Items from a dataset:
──────────────────────────────

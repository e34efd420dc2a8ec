//! folio-api - HTTP and live-channel server for the folio portfolio

use folio_api::{logging, router, AppState, BroadcastHub, ServerConfig};
use tracing::info;

#[tokio::main]
async fn main() -> anyhow::Result<()> {
    // Load environment variables
    dotenvy::dotenv().ok();

    let config = ServerConfig::from_env()?;
    let _log_guard = logging::init_tracing(&config.log);

    info!(
        env = %config.environment,
        "Live channel: {}",
        if config.ws_enabled { "enabled" } else { "disabled" }
    );
    if config.cors.origins.is_empty() && config.cors.allow_regex.is_none() {
        info!("CORS: no browser origins allowed (set CORS_ORIGINS)");
    }

    let hub = BroadcastHub::new();
    let addr = config.bind_addr()?;
    let app = router(AppState::new(hub, config));

    info!("Starting server on {}", addr);
    let listener = tokio::net::TcpListener::bind(addr).await?;
    axum::serve(listener, app).await?;

    Ok(())
}
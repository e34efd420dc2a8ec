//! Self-healing live channel client.
//!
//! A [`LiveClient`] owns one background driver task. The driver connects,
//! runs the session until the channel closes, waits out the backoff, and
//! tries again until [`LiveClient::teardown`] is called.

use std::panic::{self, AssertUnwindSafe};
use std::sync::Arc;
use std::time::Duration;

use parking_lot::{Mutex, RwLock};
use serde::Serialize;
use serde_json::Value;
use tokio::sync::{mpsc, watch};
use tokio::task::JoinHandle;
use tracing::{debug, info, warn};
use url::Url;

use crate::backoff::Backoff;
use crate::config::ClientConfig;
use crate::state::{ClientPhase, ReconnectState};
use crate::transport::{Connector, Frame, Link, WsConnector};

/// Callback invoked with every parsed inbound message.
pub type MessageHandler = Arc<dyn Fn(Value) + Send + Sync>;

struct Shared {
    state: Mutex<ReconnectState>,
    // Read at delivery time so a swap takes effect on the next message
    handler: RwLock<Option<MessageHandler>>,
    outbound: Mutex<Option<mpsc::UnboundedSender<String>>>,
    liveness: watch::Sender<bool>,
    shutdown: watch::Sender<bool>,
}

impl Shared {
    fn on_close(&self) -> Option<Duration> {
        self.state.lock().on_close()
    }

    fn dispatch(&self, text: &str) {
        let value: Value = match serde_json::from_str(text) {
            Ok(value) => value,
            Err(e) => {
                warn!(error = %e, "Dropping malformed live channel message");
                return;
            }
        };
        let handler = self.handler.read().clone();
        if let Some(handler) = handler {
            // A panicking callback must not take the driver down with it
            if panic::catch_unwind(AssertUnwindSafe(|| handler(value))).is_err() {
                warn!("Live message handler panicked, message dropped");
            }
        }
    }
}

pub struct LiveClient {
    shared: Arc<Shared>,
    driver: Mutex<Option<JoinHandle<()>>>,
    endpoint: Url,
}

impl LiveClient {
    /// Start connecting to `config.endpoint` over WebSocket.
    ///
    /// Must be called from within a tokio runtime.
    pub fn connect(config: ClientConfig) -> Self {
        Self::with_connector(config, WsConnector)
    }

    pub fn with_connector<C: Connector>(config: ClientConfig, connector: C) -> Self {
        let backoff = Backoff::new(config.backoff_floor, config.backoff_ceiling);
        let (liveness, _) = watch::channel(false);
        let (shutdown, _) = watch::channel(false);
        let shared = Arc::new(Shared {
            state: Mutex::new(ReconnectState::new(backoff)),
            handler: RwLock::new(None),
            outbound: Mutex::new(None),
            liveness,
            shutdown,
        });

        let driver = tokio::spawn(drive(shared.clone(), connector, config.endpoint.clone()));

        Self {
            shared,
            driver: Mutex::new(Some(driver)),
            endpoint: config.endpoint,
        }
    }

    pub fn endpoint(&self) -> &Url {
        &self.endpoint
    }

    /// Replace the message callback. Applies from the next delivered message
    /// without reconnecting.
    pub fn set_on_message<F>(&self, handler: F)
    where
        F: Fn(Value) + Send + Sync + 'static,
    {
        *self.shared.handler.write() = Some(Arc::new(handler));
    }

    pub fn is_live(&self) -> bool {
        *self.shared.liveness.borrow()
    }

    /// Watch liveness changes. The current value is readable immediately.
    pub fn liveness(&self) -> watch::Receiver<bool> {
        self.shared.liveness.subscribe()
    }

    pub fn phase(&self) -> ClientPhase {
        self.shared.state.lock().phase()
    }

    /// Delay the next reconnect would wait.
    pub fn current_backoff(&self) -> Duration {
        self.shared.state.lock().current_backoff()
    }

    /// Send a JSON payload if the channel is open. Otherwise a silent no-op.
    pub fn send<T: Serialize + ?Sized>(&self, payload: &T) {
        if !self.shared.state.lock().is_live() {
            return;
        }
        let outbound = self.shared.outbound.lock();
        let Some(tx) = outbound.as_ref() else {
            return;
        };
        match serde_json::to_string(payload) {
            Ok(text) => {
                let _ = tx.send(text);
            }
            Err(e) => warn!(error = %e, "Failed to serialize outbound message"),
        }
    }

    /// Stop reconnecting, close any open channel, and drop the callback.
    /// Safe to call more than once.
    pub fn teardown(&self) {
        if !self.shared.state.lock().teardown() {
            return;
        }
        self.shared.handler.write().take();
        self.shared.outbound.lock().take();
        self.shared.shutdown.send_replace(true);
        self.shared.liveness.send_replace(false);
        info!(endpoint = %self.endpoint, "Live client torn down");
    }

    /// Wait for the driver task to finish. Returns immediately if already
    /// awaited.
    pub async fn closed(&self) {
        let handle = self.driver.lock().take();
        if let Some(handle) = handle {
            let _ = handle.await;
        }
    }
}

impl Drop for LiveClient {
    fn drop(&mut self) {
        self.teardown();
    }
}

async fn cancelled(shutdown: &mut watch::Receiver<bool>) {
    let _ = shutdown.wait_for(|stop| *stop).await;
}

async fn drive<C: Connector>(shared: Arc<Shared>, connector: C, endpoint: Url) {
    let mut shutdown = shared.shutdown.subscribe();
    let mut attempt: u64 = 0;

    loop {
        if !shared.state.lock().begin_connect() {
            break;
        }
        attempt += 1;
        debug!(attempt, endpoint = %endpoint, "Connecting live channel");

        let connected = tokio::select! {
            biased;
            _ = cancelled(&mut shutdown) => break,
            result = connector.connect(&endpoint) => result,
        };

        let delay = match connected {
            Ok(link) => {
                run_session(&shared, link, &mut shutdown).await;
                shared.liveness.send_replace(false);
                info!(endpoint = %endpoint, "Live channel disconnected");
                shared.on_close()
            }
            Err(e) => {
                warn!(attempt, error = %e, "Live channel connect failed");
                shared.on_close()
            }
        };

        let Some(delay) = delay else {
            break;
        };
        debug!(delay_ms = delay.as_millis() as u64, "Scheduling live channel reconnect");

        tokio::select! {
            biased;
            _ = cancelled(&mut shutdown) => break,
            _ = tokio::time::sleep(delay) => {}
        }

        if !shared.state.lock().on_timer_fired() {
            break;
        }
    }

    shared.liveness.send_replace(false);
    debug!(attempts = attempt, "Live channel driver stopped");
}

async fn run_session(
    shared: &Shared,
    mut link: Box<dyn Link>,
    shutdown: &mut watch::Receiver<bool>,
) {
    if !shared.state.lock().on_open() {
        link.close().await;
        return;
    }
    let (tx, mut rx) = mpsc::unbounded_channel::<String>();
    *shared.outbound.lock() = Some(tx);
    shared.liveness.send_replace(true);
    info!("Live channel connected");

    loop {
        tokio::select! {
            biased;
            _ = cancelled(shutdown) => {
                link.close().await;
                break;
            }
            Some(text) = rx.recv() => {
                if let Err(e) = link.send_text(text).await {
                    warn!(error = %e, "Live channel send failed");
                }
            }
            frame = link.next_frame() => match frame {
                Ok(Frame::Text(text)) => shared.dispatch(&text),
                Ok(Frame::Closed) => break,
                Err(e) => {
                    // Errors end the session; the close path schedules the reconnect
                    warn!(error = %e, "Live channel error");
                    break;
                }
            },
        }
    }

    shared.outbound.lock().take();
}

──────────────────────────────

From the first line of the records above to the line that contains "let config = ServerConfig::from_env()?;", quote each line exactly.

repository e34efd420dc2a8ec
//! folio-api - HTTP and live-channel server for the folio portfolio

use folio_api::{logging, router, AppState, BroadcastHub, ServerConfig};
use tracing::info;

#[tokio::main]
async fn main() -> anyhow::Result<()> {
    // Load environment variables
    dotenvy::dotenv().ok();

    let config = ServerConfig::from_env()?;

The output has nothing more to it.